But why shouldn't a customer of Rooney's US Cellular, for instance, have the right to purchase an iPhone for whatever price US Cellular might make it available, Kerry proceeded. Roth responded that the real reason was because US Cellular -- along with Cellular South, which was also represented -- made the wrong choice of network protocols: CDMA as opposed to GSM, which he described as the global standard and the one that AT&T, and any other network that cares about customers, supports. Comparing CDMA to GSM, Roth argued, was like comparing VHS to Beta, in that order.

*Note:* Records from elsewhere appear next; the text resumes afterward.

//! Frame sampling.
//!
//! [`FrameSource`] is the seam between ingest/decoding and analysis. The
//! FFmpeg implementation decodes a recording to raw RGB frames at a fixed
//! sampling interval and streams them without buffering the whole file.

use async_trait::async_trait;
use serde::{Deserialize, Serialize};
use std::path::Path;
use std::process::Stdio;
use tokio::io::{AsyncRead, AsyncReadExt, BufReader};
use tokio::process::{Child, ChildStdout, Command};
use tokio::task::JoinHandle;
use tracing::{debug, warn};

use vreel_models::Source;

use crate::error::{MediaError, MediaResult};
use crate::frame::Frame;
use crate::probe::probe_source;

/// Width used when analysing at "HD" size.
pub const HD_ANALYSIS_WIDTH: u32 = 1920;

/// How frames are sampled from a source.
#[derive(Debug, Clone, Copy, PartialEq, Serialize, Deserialize)]
pub struct SamplingOptions {
    /// Seconds between sampled frames
    pub interval_secs: f64,
    /// Width of analysed frames; height follows the source aspect ratio
    pub analysis_width: u32,
}

impl Default for SamplingOptions {
    fn default() -> Self {
        Self {
            interval_secs: 1.0,
            analysis_width: 320,
        }
    }
}

impl SamplingOptions {
    /// Analysis frame size for a source, never upscaling and always even.
    pub fn frame_size(&self, source: &Source) -> (u32, u32) {
        let src_w = source.width.max(2);
        let src_h = source.height.max(2);
        let width = even(self.analysis_width.min(src_w));
        let height = even(((width as f64) * (src_h as f64) / (src_w as f64)).round() as u32);
        (width, height)
    }

    /// Offset of the `index`-th sampled frame.
    pub fn time_of(&self, index: usize) -> f64 {
        index as f64 * self.interval_secs
    }
}

fn even(v: u32) -> u32 {
    (v.max(2) / 2) * 2
}

/// Supplies validated sources and their sampled frames.
#[async_trait]
pub trait FrameSource: Send + Sync {
    /// Validate a recording and describe it.
    async fn probe(&self, path: &Path) -> MediaResult<Source>;

    /// Start sampling frames from a validated source.
    async fn open(&self, source: &Source, options: &SamplingOptions) -> MediaResult<Box<dyn FrameReader>>;
}

/// Sequential reader over the sampled frames of one source.
#[async_trait]
pub trait FrameReader: Send {
    /// Next frame, or `None` once the source is exhausted.
    async fn next_frame(&mut self) -> MediaResult<Option<Frame>>;
}

/// [`FrameSource`] backed by the `ffprobe` and `ffmpeg` binaries.
#[derive(Debug, Clone, Default)]
pub struct FfmpegFrameSource;

impl FfmpegFrameSource {
    pub fn new() -> Self {
        Self
    }
}

#[async_trait]
impl FrameSource for FfmpegFrameSource {
    async fn probe(&self, path: &Path) -> MediaResult<Source> {
        probe_source(path).await
    }

    async fn open(&self, source: &Source, options: &SamplingOptions) -> MediaResult<Box<dyn FrameReader>> {
        which::which("ffmpeg").map_err(|_| MediaError::FfmpegNotFound)?;

        let (width, height) = options.frame_size(source);
        let filter = format!("fps=1/{},scale={}:{}", options.interval_secs, width, height);

        debug!(
            source_id = %source.id,
            filter = %filter,
            "Starting frame sampler"
        );

        let mut child = Command::new("ffmpeg")
            .args(["-hide_banner", "-loglevel", "error", "-i"])
            .arg(&source.path)
            .args(["-vf", filter.as_str(), "-pix_fmt", "rgb24", "-f", "rawvideo", "-"])
            .stdin(Stdio::null())
            .stdout(Stdio::piped())
            .stderr(Stdio::piped())
            .kill_on_drop(true)
            .spawn()?;

        let stdout = child
            .stdout
            .take()
            .ok_or_else(|| MediaError::internal("ffmpeg stdout not captured"))?;
        let stderr = child
            .stderr
            .take()
            .ok_or_else(|| MediaError::internal("ffmpeg stderr not captured"))?;

        // Drain stderr so a chatty decoder cannot block on a full pipe
        let stderr_handle = tokio::spawn(async move {
            let mut buf = String::new();
            let mut reader = BufReader::new(stderr);
            let _ = reader.read_to_string(&mut buf).await;
            buf
        });

        Ok(Box::new(FfmpegFrameReader {
            child,
            stdout: BufReader::new(stdout),
            stderr: Some(stderr_handle),
            width,
            height,
            options: *options,
            index: 0,
            finished: false,
        }))
    }
}

/// Reads fixed-size rgb24 frames from a running ffmpeg process.
pub struct FfmpegFrameReader {
    child: Child,
    stdout: BufReader<ChildStdout>,
    stderr: Option<JoinHandle<String>>,
    width: u32,
    height: u32,
    options: SamplingOptions,
    index: usize,
    finished: bool,
}

impl FfmpegFrameReader {
    fn frame_bytes(&self) -> usize {
        self.width as usize * self.height as usize * 3
    }

    async fn finish(&mut self) -> MediaResult<()> {
        self.finished = true;
        let status = self.child.wait().await?;
        let stderr = match self.stderr.take() {
            Some(handle) => handle.await.unwrap_or_default(),
            None => String::new(),
        };

        if status.success() {
            Ok(())
        } else {
            Err(MediaError::ffmpeg_failed(
                "FFmpeg exited with non-zero status while sampling frames",
                Some(stderr),
                status.code(),
            ))
        }
    }
}

#[async_trait]
impl FrameReader for FfmpegFrameReader {
    async fn next_frame(&mut self) -> MediaResult<Option<Frame>> {
        if self.finished {
            return Ok(None);
        }

        let mut buf = vec![0u8; self.frame_bytes()];
        let filled = read_full(&mut self.stdout, &mut buf).await?;

        if filled == 0 {
            self.finish().await?;
            return Ok(None);
        }
        if filled < buf.len() {
            warn!(
                frame = self.index,
                bytes = filled,
                expected = buf.len(),
                "Discarding truncated trailing frame"
            );
            self.finish().await?;
            return Ok(None);
        }

        let frame = Frame::from_rgb24(
            self.index,
            self.options.time_of(self.index),
            self.width,
            self.height,
            buf,
        )?;
        self.index += 1;
        Ok(Some(frame))
    }
}

/// Fill `buf` from `reader`, returning how many bytes were read before EOF.
async fn read_full<R: AsyncRead + Unpin>(reader: &mut R, buf: &mut [u8]) -> std::io::Result<usize> {
    let mut filled = 0;
    while filled < buf.len() {
        let n = reader.read(&mut buf[filled..]).await?;
        if n == 0 {
            break;
        }
        filled += n;
    }
    Ok(filled)
}

#[cfg(test)]
mod tests {
    use super::*;
    use chrono::Utc;
    use std::path::PathBuf;
    use vreel_models::SourceId;

    fn source(width: u32, height: u32) -> Source {
        Source {
            id: SourceId::from("a"),
            path: PathBuf::from("a.mp4"),
            duration_secs: 10.0,
            width,
            height,
            frame_rate: 30.0,
            has_audio: false,
            video_codec: String::new(),
            container: String::new(),
            size_bytes: 0,
            recorded_at: Utc::now(),
        }
    }

    #[test]
    fn test_frame_size_keeps_aspect() {
        let options = SamplingOptions::default();
        assert_eq!(options.frame_size(&source(1920, 1080)), (320, 180));
        assert_eq!(options.frame_size(&source(1080, 1920)), (320, 568));
        // Never upscale
        assert_eq!(options.frame_size(&source(200, 100)), (200, 100));
    }

    #[test]
    fn test_time_of() {
        let options = SamplingOptions {
            interval_secs: 0.5,
            analysis_width: 320,
        };
        assert_eq!(options.time_of(0), 0.0);
        assert_eq!(options.time_of(7), 3.5);
    }

    #[tokio::test]
    async fn test_read_full_reports_short_reads() {
        let data: &[u8] = &[1, 2, 3, 4, 5];
        let mut reader = data;
        let mut buf = [0u8; 3];
        assert_eq!(read_full(&mut reader, &mut buf).await.unwrap(), 3);
        assert_eq!(read_full(&mut reader, &mut buf).await.unwrap(), 2);
        assert_eq!(read_full(&mut reader, &mut buf).await.unwrap(), 0);
    }
}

Sen. Roger Wicker (R - Miss.) then picked up that argument, asking Cellular South's Meena, why shouldn't a carrier like AT&T be entitled to recoup its investment in cellular technology with an agreement that helps ensure the value of that technology? Meena responded by pointing out that AT&T's real investment wasn't in the iPhone so much as the network behind it, turning Roth's argument (that AT&T chose the right network protocol) on its head.
"Their primary investment in the iPhone was in the network. We put in a 3G network without any guarantee from Apple or any other manufacturer that we would have access to a latest technology device. I don't know why they have to be guaranteed success when we're not guaranteed success," said Meena. "We're willing to go out there, put our capital to work, put in 3G speeds throughout the state of Mississippi and other places, and be able to compete in the marketplace."
AT&T's Roth wasn't one to let that argument pass, and in so doing, perhaps lose the point that a carrier should be permitted to purchase guarantees and invest in success. He emphasized his point not only that carriers drive innovation, but that they themselves are the innovators -- the ones coming up with the ideas (again, Apple notwithstanding) that produce the functions that customers crave.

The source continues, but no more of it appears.